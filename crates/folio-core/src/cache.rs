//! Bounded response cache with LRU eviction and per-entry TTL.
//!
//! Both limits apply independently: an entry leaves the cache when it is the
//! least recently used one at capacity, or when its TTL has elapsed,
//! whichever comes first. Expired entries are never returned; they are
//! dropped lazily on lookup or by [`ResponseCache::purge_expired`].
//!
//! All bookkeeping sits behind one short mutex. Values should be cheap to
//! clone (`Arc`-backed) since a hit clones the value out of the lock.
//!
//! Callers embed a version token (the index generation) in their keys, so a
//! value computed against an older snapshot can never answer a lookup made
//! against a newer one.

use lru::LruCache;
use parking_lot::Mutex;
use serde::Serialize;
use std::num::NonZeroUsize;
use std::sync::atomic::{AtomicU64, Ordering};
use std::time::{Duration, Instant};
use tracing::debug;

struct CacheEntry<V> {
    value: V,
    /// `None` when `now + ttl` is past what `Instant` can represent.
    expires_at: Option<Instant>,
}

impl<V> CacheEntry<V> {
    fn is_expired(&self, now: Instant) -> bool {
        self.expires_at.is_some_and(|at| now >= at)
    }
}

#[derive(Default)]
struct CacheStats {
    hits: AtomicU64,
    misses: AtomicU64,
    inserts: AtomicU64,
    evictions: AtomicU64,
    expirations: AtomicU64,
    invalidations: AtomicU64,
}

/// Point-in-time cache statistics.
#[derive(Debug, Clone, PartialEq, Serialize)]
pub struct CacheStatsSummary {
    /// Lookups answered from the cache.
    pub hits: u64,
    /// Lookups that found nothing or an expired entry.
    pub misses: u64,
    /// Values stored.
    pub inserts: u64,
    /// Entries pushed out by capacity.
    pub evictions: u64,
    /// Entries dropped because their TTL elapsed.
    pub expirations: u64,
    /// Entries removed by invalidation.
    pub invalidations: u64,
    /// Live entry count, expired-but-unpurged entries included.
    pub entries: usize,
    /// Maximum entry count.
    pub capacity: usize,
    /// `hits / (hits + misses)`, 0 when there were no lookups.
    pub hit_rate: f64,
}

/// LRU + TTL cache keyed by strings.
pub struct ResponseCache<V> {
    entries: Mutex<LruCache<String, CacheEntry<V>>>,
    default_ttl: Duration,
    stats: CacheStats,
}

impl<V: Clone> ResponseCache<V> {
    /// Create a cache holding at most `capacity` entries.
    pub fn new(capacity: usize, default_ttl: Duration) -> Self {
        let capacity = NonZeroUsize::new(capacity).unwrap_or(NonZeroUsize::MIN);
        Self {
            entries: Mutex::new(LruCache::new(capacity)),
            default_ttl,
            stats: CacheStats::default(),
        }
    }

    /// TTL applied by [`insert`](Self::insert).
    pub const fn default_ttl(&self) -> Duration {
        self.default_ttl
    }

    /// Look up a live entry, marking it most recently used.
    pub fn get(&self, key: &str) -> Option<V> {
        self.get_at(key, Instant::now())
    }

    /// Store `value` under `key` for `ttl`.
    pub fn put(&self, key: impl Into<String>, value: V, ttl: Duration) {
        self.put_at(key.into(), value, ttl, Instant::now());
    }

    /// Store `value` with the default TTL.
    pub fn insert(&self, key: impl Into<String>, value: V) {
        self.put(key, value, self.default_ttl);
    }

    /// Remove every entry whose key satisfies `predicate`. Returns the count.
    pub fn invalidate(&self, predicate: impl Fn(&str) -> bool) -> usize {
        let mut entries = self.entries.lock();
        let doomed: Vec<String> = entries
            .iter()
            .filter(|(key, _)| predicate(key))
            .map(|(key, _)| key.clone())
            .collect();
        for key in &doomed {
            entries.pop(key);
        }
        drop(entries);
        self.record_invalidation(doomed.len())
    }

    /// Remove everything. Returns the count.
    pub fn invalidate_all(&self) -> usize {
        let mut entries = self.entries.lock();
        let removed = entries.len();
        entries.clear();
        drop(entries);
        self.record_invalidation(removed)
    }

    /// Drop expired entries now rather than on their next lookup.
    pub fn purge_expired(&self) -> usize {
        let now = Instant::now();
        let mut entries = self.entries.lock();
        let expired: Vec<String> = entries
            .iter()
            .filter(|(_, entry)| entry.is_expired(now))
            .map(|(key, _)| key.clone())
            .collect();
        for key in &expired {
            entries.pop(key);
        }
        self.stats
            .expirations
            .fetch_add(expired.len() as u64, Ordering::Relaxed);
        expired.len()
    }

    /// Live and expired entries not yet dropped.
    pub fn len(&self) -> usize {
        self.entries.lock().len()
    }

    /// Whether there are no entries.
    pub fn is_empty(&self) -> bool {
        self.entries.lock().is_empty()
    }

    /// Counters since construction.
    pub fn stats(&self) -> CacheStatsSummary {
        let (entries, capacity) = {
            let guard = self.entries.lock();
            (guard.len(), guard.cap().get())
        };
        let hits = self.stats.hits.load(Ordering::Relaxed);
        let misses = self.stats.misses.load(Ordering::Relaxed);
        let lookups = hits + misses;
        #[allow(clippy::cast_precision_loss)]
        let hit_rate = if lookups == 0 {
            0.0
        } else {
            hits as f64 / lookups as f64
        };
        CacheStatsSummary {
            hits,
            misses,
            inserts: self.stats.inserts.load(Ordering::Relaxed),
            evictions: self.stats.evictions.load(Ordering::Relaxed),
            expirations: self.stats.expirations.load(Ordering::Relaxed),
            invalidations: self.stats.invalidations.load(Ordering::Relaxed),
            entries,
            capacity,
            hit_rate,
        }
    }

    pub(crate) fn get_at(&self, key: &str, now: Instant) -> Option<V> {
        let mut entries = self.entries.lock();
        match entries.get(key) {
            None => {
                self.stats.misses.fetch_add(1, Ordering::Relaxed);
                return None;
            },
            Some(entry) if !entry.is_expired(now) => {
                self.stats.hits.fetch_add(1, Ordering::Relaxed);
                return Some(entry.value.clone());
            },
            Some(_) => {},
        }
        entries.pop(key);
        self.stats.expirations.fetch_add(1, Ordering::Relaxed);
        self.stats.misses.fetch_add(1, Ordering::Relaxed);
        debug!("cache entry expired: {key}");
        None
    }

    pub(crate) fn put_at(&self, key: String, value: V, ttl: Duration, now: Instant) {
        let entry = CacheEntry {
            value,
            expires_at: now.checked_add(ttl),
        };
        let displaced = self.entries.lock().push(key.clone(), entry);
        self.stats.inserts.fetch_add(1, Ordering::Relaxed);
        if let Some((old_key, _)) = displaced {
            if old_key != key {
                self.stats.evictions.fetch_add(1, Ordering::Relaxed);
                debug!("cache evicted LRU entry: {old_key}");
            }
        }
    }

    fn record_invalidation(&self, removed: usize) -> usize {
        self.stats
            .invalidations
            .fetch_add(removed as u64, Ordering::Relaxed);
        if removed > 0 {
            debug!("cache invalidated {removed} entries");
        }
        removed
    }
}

================================

▶ _EXERCISE REQUIREMENTS_: Every entry above must be reproduced exactly.

▶ _RESULT OF THIS TASK_:
filename crates/folio-core/src/cache.rs
//! Bounded response cache with LRU eviction and per-entry TTL.
//!
//! Both limits apply independently: an entry leaves the cache when it is the
//! least recently used one at capacity, or when its TTL has elapsed,
//! whichever comes first. Expired entries are never returned; they are
//! dropped lazily on lookup or by [`ResponseCache::purge_expired`].
//!
//! All bookkeeping sits behind one short mutex. Values should be cheap to
//! clone (`Arc`-backed) since a hit clones the value out of the lock.
//!
//! Callers embed a version token (the index generation) in their keys, so a
//! value computed against an older snapshot can never answer a lookup made
//! against a newer one.

use lru::LruCache;
use parking_lot::Mutex;
use serde::Serialize;
use std::num::NonZeroUsize;
use std::sync::atomic::{AtomicU64, Ordering};
use std::time::{Duration, Instant};
use tracing::debug;

struct CacheEntry<V> {
    value: V,
    /// `None` when `now + ttl` is past what `Instant` can represent.
    expires_at: Option<Instant>,
}

impl<V> CacheEntry<V> {
    fn is_expired(&self, now: Instant) -> bool {
        self.expires_at.is_some_and(|at| now >= at)
    }
}

#[derive(Default)]
struct CacheStats {
    hits: AtomicU64,
    misses: AtomicU64,
    inserts: AtomicU64,
    evictions: AtomicU64,
    expirations: AtomicU64,
    invalidations: AtomicU64,
}

/// Point-in-time cache statistics.
#[derive(Debug, Clone, PartialEq, Serialize)]
pub struct CacheStatsSummary {
    /// Lookups answered from the cache.
    pub hits: u64,
    /// Lookups that found nothing or an expired entry.
    pub misses: u64,
    /// Values stored.
    pub inserts: u64,
    /// Entries pushed out by capacity.
    pub evictions: u64,
    /// Entries dropped because their TTL elapsed.
    pub expirations: u64,
    /// Entries removed by invalidation.
    pub invalidations: u64,
    /// Live entry count, expired-but-unpurged entries included.
    pub entries: usize,
    /// Maximum entry count.
    pub capacity: usize,
    /// `hits / (hits + misses)`, 0 when there were no lookups.
    pub hit_rate: f64,
}

/// LRU + TTL cache keyed by strings.
pub struct ResponseCache<V> {
    entries: Mutex<LruCache<String, CacheEntry<V>>>,
    default_ttl: Duration,
    stats: CacheStats,
}

impl<V: Clone> ResponseCache<V> {
    /// Create a cache holding at most `capacity` entries.
    pub fn new(capacity: usize, default_ttl: Duration) -> Self {
        let capacity = NonZeroUsize::new(capacity).unwrap_or(NonZeroUsize::MIN);
        Self {
            entries: Mutex::new(LruCache::new(capacity)),
            default_ttl,
            stats: CacheStats::default(),
        }
    }

    /// TTL applied by [`insert`](Self::insert).
    pub const fn default_ttl(&self) -> Duration {
        self.default_ttl
    }

    /// Look up a live entry, marking it most recently used.
    pub fn get(&self, key: &str) -> Option<V> {
        self.get_at(key, Instant::now())
    }

    /// Store `value` under `key` for `ttl`.
    pub fn put(&self, key: impl Into<String>, value: V, ttl: Duration) {
        self.put_at(key.into(), value, ttl, Instant::now());
    }

    /// Store `value` with the default TTL.
    pub fn insert(&self, key: impl Into<String>, value: V) {
        self.put(key, value, self.default_ttl);
    }

    /// Remove every entry whose key satisfies `predicate`. Returns the count.
    pub fn invalidate(&self, predicate: impl Fn(&str) -> bool) -> usize {
        let mut entries = self.entries.lock();
        let doomed: Vec<String> = entries
            .iter()
            .filter(|(key, _)| predicate(key))
            .map(|(key, _)| key.clone())
            .collect();
        for key in &doomed {
            entries.pop(key);
        }
        drop(entries);
        self.record_invalidation(doomed.len())
    }

    /// Remove everything. Returns the count.
    pub fn invalidate_all(&self) -> usize {
        let mut entries = self.entries.lock();
        let removed = entries.len();
        entries.clear();
        drop(entries);
        self.record_invalidation(removed)
    }

    /// Drop expired entries now rather than on their next lookup.
    pub fn purge_expired(&self) -> usize {
        let now = Instant::now();
        let mut entries = self.entries.lock();
        let expired: Vec<String> = entries
            .iter()
            .filter(|(_, entry)| entry.is_expired(now))
            .map(|(key, _)| key.clone())
            .collect();
        for key in &expired {
            entries.pop(key);
        }
        self.stats
            .expirations
            .fetch_add(expired.len() as u64, Ordering::Relaxed);
        expired.len()
    }

    /// Live and expired entries not yet dropped.
    pub fn len(&self) -> usize {
        self.entries.lock().len()
    }

    /// Whether there are no entries.
    pub fn is_empty(&self) -> bool {
        self.entries.lock().is_empty()
    }

    /// Counters since construction.
    pub fn stats(&self) -> CacheStatsSummary {
        let (entries, capacity) = {
            let guard = self.entries.lock();
            (guard.len(), guard.cap().get())
        };
        let hits = self.stats.hits.load(Ordering::Relaxed);
        let misses = self.stats.misses.load(Ordering::Relaxed);
        let lookups = hits + misses;
        #[allow(clippy::cast_precision_loss)]
        let hit_rate = if lookups == 0 {
            0.0
        } else {
            hits as f64 / lookups as f64
        };
        CacheStatsSummary {
            hits,
            misses,
            inserts: self.stats.inserts.load(Ordering::Relaxed),
            evictions: self.stats.evictions.load(Ordering::Relaxed),
            expirations: self.stats.expirations.load(Ordering::Relaxed),
            invalidations: self.stats.invalidations.load(Ordering::Relaxed),
            entries,
            capacity,
            hit_rate,
        }
    }

    pub(crate) fn get_at(&self, key: &str, now: Instant) -> Option<V> {
        let mut entries = self.entries.lock();
        match entries.get(key) {
            None => {
                self.stats.misses.fetch_add(1, Ordering::Relaxed);
                return None;
            },
            Some(entry) if !entry.is_expired(now) => {
                self.stats.hits.fetch_add(1, Ordering::Relaxed);
                return Some(entry.value.clone());
            },
            Some(_) => {},
        }
        entries.pop(key);
        self.stats.expirations.fetch_add(1, Ordering::Relaxed);
        self.stats.misses.fetch_add(1, Ordering::Relaxed);
        debug!("cache entry expired: {key}");
        None
    }

    pub(crate) fn put_at(&self, key: String, value: V, ttl: Duration, now: Instant) {
        let entry = CacheEntry {
            value,
            expires_at: now.checked_add(ttl),
        };
        let displaced = self.entries.lock().push(key.clone(), entry);
        self.stats.inserts.fetch_add(1, Ordering::Relaxed);
        if let Some((old_key, _)) = displaced {
            if old_key != key {
                self.stats.evictions.fetch_add(1, Ordering::Relaxed);
                debug!("cache evicted LRU entry: {old_key}");
            }
        }
    }

    fn record_invalidation(&self, removed: usize) -> usize {
        self.stats
            .invalidations
            .fetch_add(removed as u64, Ordering::Relaxed);
        if removed > 0 {
            debug!("cache invalidated {removed} entries");
        }
        removed
    }
}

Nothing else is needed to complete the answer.